Gambler

by Regann

deal it.

Despite what they said about him, Jounouchi Katsuya wasn't dumb; he might not have cracked many books, but he could do other things like change spark plugs, or land a heavy right hook on a guy twice his size; and, if he was in the mind for it, he could drink anybody under the table, even though he'd pay for it the next day.

Jounouchi wasn't dumb, but sometimes Kaiba made him feel that way. Not because Kaiba was so smart -- even though he was -- but because Jounouchi couldn't understand him, no matter how much he tried.

Another thing Jounouchi was good at was feeling. He felt so many things he couldn't say, couldn't do, couldn't think about. But it was there, beating in his chest, making him hurt in a way he didn't have words for. When it was Shizuka who gave him that feeling, he called it love; when it was Yuugi, he called it friendship; when it was Kaiba ---

He didn't have a word for it past "confusion."

Sometimes when he got into that Zen state that came upon teenage boys when they were working on cars or working on a particularly long sequence of the newest hack-and-slash game to make its way to his home from the Kame Game shop, Jounouchi would puzzle on it, roll Kaiba around in his head like a bad penny or a bad thought. Both were apt because he couldn't keep Kaiba out of his head. Even in his own mind, he couldn't beat Kaiba and, damn, was that frustrating or what?

The problem -- Jounouchi decided one day, as he doodled on his notebook while he waited for detention to end -- was that he knew too much about Kaiba Seto. When he'd only had a few pieces of info, he'd been easy to classify as a bastard and stuff into that cubbyhole where Jounouchi kept lists of people whose asses needed kicking. Then shit happened and he couldn't keep Kaiba out from under his feet when he was helping Yuugi or when Yuugi was helping him. So Jounouchi learned more about Kaiba bit-by-bit, completely under duress and bitching about it all the way. Because the last thing he'd wanted was for Kaiba to even resemble a human --- he liked him as something more like a machine or a sleazy downtown lawyer and less like one of them, just a kid who had issues of his own.

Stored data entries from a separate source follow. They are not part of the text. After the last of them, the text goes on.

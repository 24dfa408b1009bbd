use crate::{PagePoolDevice, PagingError, PhysicalPage, PoolHandle, VirtualAddress};
use std::cell::RefCell;
use std::collections::HashSet;
use std::rc::Rc;

/// In-memory device that only keeps counts, for allocator tests.
#[derive(Clone, Default)]
pub(crate) struct TestDevice {
    state: Rc<RefCell<State>>,
}

#[derive(Default)]
struct State {
    next_pool: u64,
    next_page: u64,
    pools: HashSet<u64>,
    physical: HashSet<u64>,
    fast_mapped: u32,
    fail_physical: bool,
    fail_registration: bool,
    fail_unmap: bool,
}

impl TestDevice {
    pub fn registered_pools(&self) -> usize {
        self.state.borrow().pools.len()
    }

    pub fn physical_pages(&self) -> usize {
        self.state.borrow().physical.len()
    }

    pub fn fast_pages_mapped(&self) -> u32 {
        self.state.borrow().fast_mapped
    }

    pub fn fail_physical_allocations(&self, fail: bool) {
        self.state.borrow_mut().fail_physical = fail;
    }

    pub fn fail_pool_registration(&self, fail: bool) {
        self.state.borrow_mut().fail_registration = fail;
    }

    pub fn fail_fast_unmap(&self, fail: bool) {
        self.state.borrow_mut().fail_unmap = fail;
    }
}

impl PagePoolDevice for TestDevice {
    fn map_fast_memory(&self, _address: VirtualAddress, page_count: u32) -> Result<(), PagingError> {
        self.state.borrow_mut().fast_mapped += page_count;
        Ok(())
    }

    fn unmap_fast_memory(&self, _address: VirtualAddress, page_count: u32) -> Result<(), PagingError> {
        let mut state = self.state.borrow_mut();
        if state.fail_unmap {
            return Err(PagingError::device("unmap fast memory", "device lost"));
        }
        state.fast_mapped -= page_count;
        Ok(())
    }

    fn allocate_physical_pages(&self, page_count: u32) -> Result<Vec<PhysicalPage>, PagingError> {
        let mut state = self.state.borrow_mut();
        if state.fail_physical {
            return Err(PagingError::device("allocate physical pages", "out of memory"));
        }
        let start = state.next_page;
        state.next_page += page_count as u64;
        let pages: Vec<PhysicalPage> = (start..state.next_page).map(PhysicalPage).collect();
        state.physical.extend(pages.iter().map(|page| page.0));
        Ok(pages)
    }

    fn map_physical_pages(&self, _address: VirtualAddress, _pages: &[PhysicalPage]) -> Result<(), PagingError> {
        Ok(())
    }

    fn decommit(&self, _address: VirtualAddress, _size_bytes: u64) {}

    fn free_physical_pages(&self, pages: Vec<PhysicalPage>) {
        let mut state = self.state.borrow_mut();
        for page in pages {
            state.physical.remove(&page.0);
        }
    }

    fn register_page_pool(&self, _address: VirtualAddress, _page_count: u32) -> Result<PoolHandle, PagingError> {
        let mut state = self.state.borrow_mut();
        if state.fail_registration {
            return Err(PagingError::device("register page pool", "no pool slots left"));
        }
        state.next_pool += 1;
        let id = state.next_pool;
        state.pools.insert(id);
        Ok(PoolHandle(id))
    }

    fn unregister_page_pool(&self, pool: PoolHandle) {
        self.state.borrow_mut().pools.remove(&pool.0);
    }
}
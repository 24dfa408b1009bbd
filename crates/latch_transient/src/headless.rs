//! Software device for running the allocator without a GPU.
//!
//! Nothing is rendered; the device only keeps the bookkeeping a driver
//! would (reservations, pools, committed pages, live resources) so tests
//! and tools can inspect what the allocator asked for.

use crate::{
    DeviceCapabilities, FlushFlags, PageMappingCommand, PageRangeEntry, RecordingContext,
    ResourceLayout, SubmissionContext, TransientDesc, TransientDevice, TransientError, UsageState,
    ViewHandle, ViewKind,
};
use latch_paging::{
    div_round_up, PagePoolDevice, PagingError, PhysicalPage, PoolHandle, VirtualAddress,
    PAGE_SIZE_BYTES,
};
use std::cell::RefCell;
use std::collections::{HashMap, HashSet};
use std::rc::Rc;

/// First address handed out by `reserve_virtual_range`.
const VIRTUAL_BASE: u64 = 0x1_0000_0000;

/// Resource created by `HeadlessDevice`.
#[derive(Debug, Clone, PartialEq, Eq)]
pub struct HeadlessResource {
    pub id: u64,
    pub address: VirtualAddress,
    pub size_bytes: u64,
}

/// Clonable handle to shared in-memory device state.
#[derive(Clone)]
pub struct HeadlessDevice {
    fast_tier_bytes: u64,
    state: Rc<RefCell<State>>,
}

#[derive(Default)]
struct State {
    next_address: u64,
    reserved: HashMap<u64, u64>,
    next_pool: u64,
    pools: HashMap<u64, (VirtualAddress, u32)>,
    next_page: u64,
    physical: HashSet<u64>,
    fast_mapped: u32,
    next_resource: u64,
    resources: HashMap<u64, String>,
    next_view: u64,
    fail_physical: bool,
}

impl HeadlessDevice {
    /// Device exposing `fast_tier_bytes` of fast memory.
    pub fn new(fast_tier_bytes: u64) -> Self {
        Self {
            fast_tier_bytes,
            state: Rc::new(RefCell::new(State {
                next_address: VIRTUAL_BASE,
                ..State::default()
            })),
        }
    }

    pub fn capabilities(&self) -> DeviceCapabilities {
        DeviceCapabilities {
            fast_tier_bytes: self.fast_tier_bytes,
            supports_page_mapping: true,
        }
    }

    /// Make every following physical page commit fail.
    pub fn fail_physical_allocations(&self, fail: bool) {
        self.state.borrow_mut().fail_physical = fail;
    }

    pub fn live_resources(&self) -> usize {
        self.state.borrow().resources.len()
    }

    pub fn reserved_bytes(&self) -> u64 {
        self.state.borrow().reserved.values().sum()
    }

    pub fn registered_pools(&self) -> usize {
        self.state.borrow().pools.len()
    }

    pub fn physical_pages(&self) -> usize {
        self.state.borrow().physical.len()
    }

    pub fn fast_pages_mapped(&self) -> u32 {
        self.state.borrow().fast_mapped
    }

    pub fn debug_name(&self, resource: &HeadlessResource) -> Option<String> {
        self.state.borrow().resources.get(&resource.id).cloned()
    }
}

impl PagePoolDevice for HeadlessDevice {
    fn map_fast_memory(&self, address: VirtualAddress, page_count: u32) -> Result<(), PagingError> {
        let available = (self.fast_tier_bytes / PAGE_SIZE_BYTES) as u32;
        let mut state = self.state.borrow_mut();
        if state.fast_mapped + page_count > available {
            return Err(PagingError::device(
                "map fast memory",
                format!("{page_count} pages at {address} exceed the {available} available"),
            ));
        }
        state.fast_mapped += page_count;
        Ok(())
    }

    fn unmap_fast_memory(&self, _address: VirtualAddress, page_count: u32) -> Result<(), PagingError> {
        let mut state = self.state.borrow_mut();
        state.fast_mapped = state.fast_mapped.saturating_sub(page_count);
        Ok(())
    }

    fn allocate_physical_pages(&self, page_count: u32) -> Result<Vec<PhysicalPage>, PagingError> {
        let mut state = self.state.borrow_mut();
        if state.fail_physical {
            return Err(PagingError::device(
                "allocate physical pages",
                "out of video memory",
            ));
        }
        let start = state.next_page;
        state.next_page += page_count as u64;
        let pages: Vec<PhysicalPage> = (start..state.next_page).map(PhysicalPage).collect();
        state.physical.extend(pages.iter().map(|page| page.0));
        Ok(pages)
    }

    fn map_physical_pages(
        &self,
        address: VirtualAddress,
        pages: &[PhysicalPage],
    ) -> Result<(), PagingError> {
        let state = self.state.borrow();
        match pages.iter().find(|page| !state.physical.contains(&page.0)) {
            Some(page) => Err(PagingError::device(
                "map physical pages",
                format!("page {} mapped at {address} was never committed", page.0),
            )),
            None => Ok(()),
        }
    }

    fn decommit(&self, _address: VirtualAddress, _size_bytes: u64) {}

    fn free_physical_pages(&self, pages: Vec<PhysicalPage>) {
        let mut state = self.state.borrow_mut();
        for page in pages {
            state.physical.remove(&page.0);
        }
    }

    fn register_page_pool(
        &self,
        address: VirtualAddress,
        page_count: u32,
    ) -> Result<PoolHandle, PagingError> {
        let mut state = self.state.borrow_mut();
        let handle = state.next_pool;
        state.next_pool += 1;
        state.pools.insert(handle, (address, page_count));
        Ok(PoolHandle(handle))
    }

    fn unregister_page_pool(&self, pool: PoolHandle) {
        self.state.borrow_mut().pools.remove(&pool.0);
    }
}

impl TransientDevice for HeadlessDevice {
    type Resource = HeadlessResource;

    fn reserve_virtual_range(&self, size_bytes: u64) -> Result<VirtualAddress, TransientError> {
        let size_bytes = div_round_up(size_bytes.max(1), PAGE_SIZE_BYTES) * PAGE_SIZE_BYTES;
        let mut state = self.state.borrow_mut();
        let address = state.next_address;
        state.next_address += size_bytes;
        state.reserved.insert(address, size_bytes);
        Ok(VirtualAddress(address))
    }

    fn release_virtual_range(&self, address: VirtualAddress, _size_bytes: u64) {
        self.state.borrow_mut().reserved.remove(&address.0);
    }

    fn create_placed_resource(
        &self,
        address: VirtualAddress,
        _desc: &TransientDesc,
        layout: &ResourceLayout,
        _initial_state: UsageState,
    ) -> Result<HeadlessResource, TransientError> {
        let mut state = self.state.borrow_mut();
        let reserved = state.reserved.get(&address.0).copied().unwrap_or(0);
        if reserved < layout.size_bytes {
            return Err(TransientError::device(
                "create placed resource",
                format!(
                    "{} bytes do not fit the {reserved} reserved at {address}",
                    layout.size_bytes
                ),
            ));
        }
        let id = state.next_resource;
        state.next_resource += 1;
        state.resources.insert(id, String::new());
        Ok(HeadlessResource {
            id,
            address,
            size_bytes: layout.size_bytes,
        })
    }

    fn create_view(
        &self,
        _resource: &HeadlessResource,
        _desc: &TransientDesc,
        _kind: ViewKind,
    ) -> Result<ViewHandle, TransientError> {
        let mut state = self.state.borrow_mut();
        state.next_view += 1;
        Ok(ViewHandle(state.next_view))
    }

    fn destroy_resource(&self, resource: HeadlessResource) {
        self.state.borrow_mut().resources.remove(&resource.id);
    }

    fn set_debug_name(&self, resource: &HeadlessResource, name: &str) {
        if let Some(slot) = self.state.borrow_mut().resources.get_mut(&resource.id) {
            *slot = name.to_owned();
        }
    }
}

/// Command recorded by `CommandLog`.
#[derive(Debug, Clone, PartialEq, Eq)]
pub enum RecordedCommand {
    Flush(FlushFlags),
    Transition {
        resource: u64,
        before: UsageState,
        after: UsageState,
    },
    /// Marker for work recorded by the caller, such as a draw.
    Work(&'static str),
}

/// Recording context that keeps every command in order.
#[derive(Debug, Default)]
pub struct CommandLog {
    pub commands: Vec<RecordedCommand>,
}

impl CommandLog {
    pub fn new() -> Self {
        Self::default()
    }

    pub fn work(&mut self, label: &'static str) {
        self.commands.push(RecordedCommand::Work(label));
    }

    pub fn flushes(&self) -> Vec<FlushFlags> {
        self.commands
            .iter()
            .filter_map(|command| match command {
                RecordedCommand::Flush(flags) => Some(*flags),
                _ => None,
            })
            .collect()
    }

    pub fn transitions(&self) -> usize {
        self.commands
            .iter()
            .filter(|command| matches!(command, RecordedCommand::Transition { .. }))
            .count()
    }

    pub fn clear(&mut self) {
        self.commands.clear();
    }
}

impl RecordingContext<HeadlessResource> for CommandLog {
    fn flush_pipeline(&mut self, flags: FlushFlags) {
        self.commands.push(RecordedCommand::Flush(flags));
    }

    fn transition(&mut self, resource: &HeadlessResource, before: UsageState, after: UsageState) {
        self.commands.push(RecordedCommand::Transition {
            resource: resource.id,
            before,
            after,
        });
    }
}

/// One submitted pool mapping, copied out of the staging arena.
#[derive(Debug, Clone, PartialEq, Eq)]
pub struct SubmittedMapping {
    pub pool_address: VirtualAddress,
    pub pool_page_count: u32,
    pub batches: Vec<(VirtualAddress, Vec<PageRangeEntry>)>,
}

/// Submission queue that applies page mappings to a software page table.
#[derive(Debug, Default)]
pub struct SubmissionLog {
    pub submitted: Vec<SubmittedMapping>,
    /// Destination page address to (pool address, page index in pool).
    page_table: HashMap<u64, (VirtualAddress, u32)>,
}

impl SubmissionLog {
    pub fn new() -> Self {
        Self::default()
    }

    /// Pool page currently backing the page containing `address`.
    pub fn backing_of(&self, address: VirtualAddress) -> Option<(VirtualAddress, u32)> {
        let page = address.0 - address.0 % PAGE_SIZE_BYTES;
        self.page_table.get(&page).copied()
    }

    /// Pool pages backing `page_count` pages from `address`, in order.
    pub fn backing_range(&self, address: VirtualAddress, page_count: u32) -> Vec<Option<(VirtualAddress, u32)>> {
        (0..page_count as u64)
            .map(|page| self.backing_of(address.offset(page * PAGE_SIZE_BYTES)))
            .collect()
    }

    pub fn mapped_pages(&self) -> usize {
        self.page_table.len()
    }
}

impl SubmissionContext for SubmissionLog {
    fn copy_page_mappings(&mut self, command: &PageMappingCommand<'_>) -> Result<(), TransientError> {
        for batch in &command.batches {
            let mut destination = batch.destination;
            for range in batch.ranges {
                if range.start_index_in_pool + range.page_count > command.pool_page_count {
                    return Err(TransientError::device(
                        "copy page mappings",
                        format!(
                            "range {}+{} is outside the {}-page pool at {}",
                            range.start_index_in_pool,
                            range.page_count,
                            command.pool_page_count,
                            command.pool_address
                        ),
                    ));
                }
                for page in 0..range.page_count {
                    self.page_table.insert(
                        destination.0,
                        (command.pool_address, range.start_index_in_pool + page),
                    );
                    destination = destination.offset(PAGE_SIZE_BYTES);
                }
            }
        }

        self.submitted.push(SubmittedMapping {
            pool_address: command.pool_address,
            pool_page_count: command.pool_page_count,
            batches: command
                .batches
                .iter()
                .map(|batch| (batch.destination, batch.ranges.to_vec()))
                .collect(),
        });
        Ok(())
    }
}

But then there'd been Mokuba and Duelist Kindgom and that stupid ass dream and the Big 5 and their dumbass virtual reality and Jounouchi had been faced by tiny slivers of Kaiba's humanity every time he glanced up, where they burrowed into his mind like irritating eyelashes in his eyes and no matter how much he rubbed, he couldn't get them -- him -- out of there.

Even with those slivers, though, Kaiba wasn't any less annoying or stupid or irritating. He was more, not less, if he was anything -- because Jounouchi couldn't truly dismiss someone who loved his brother the way Kaiba did, or who could look as helpless as Kaiba had tied to that cross in Virtual-Land, or who could look so damn broken when he shifted his eyes just right way.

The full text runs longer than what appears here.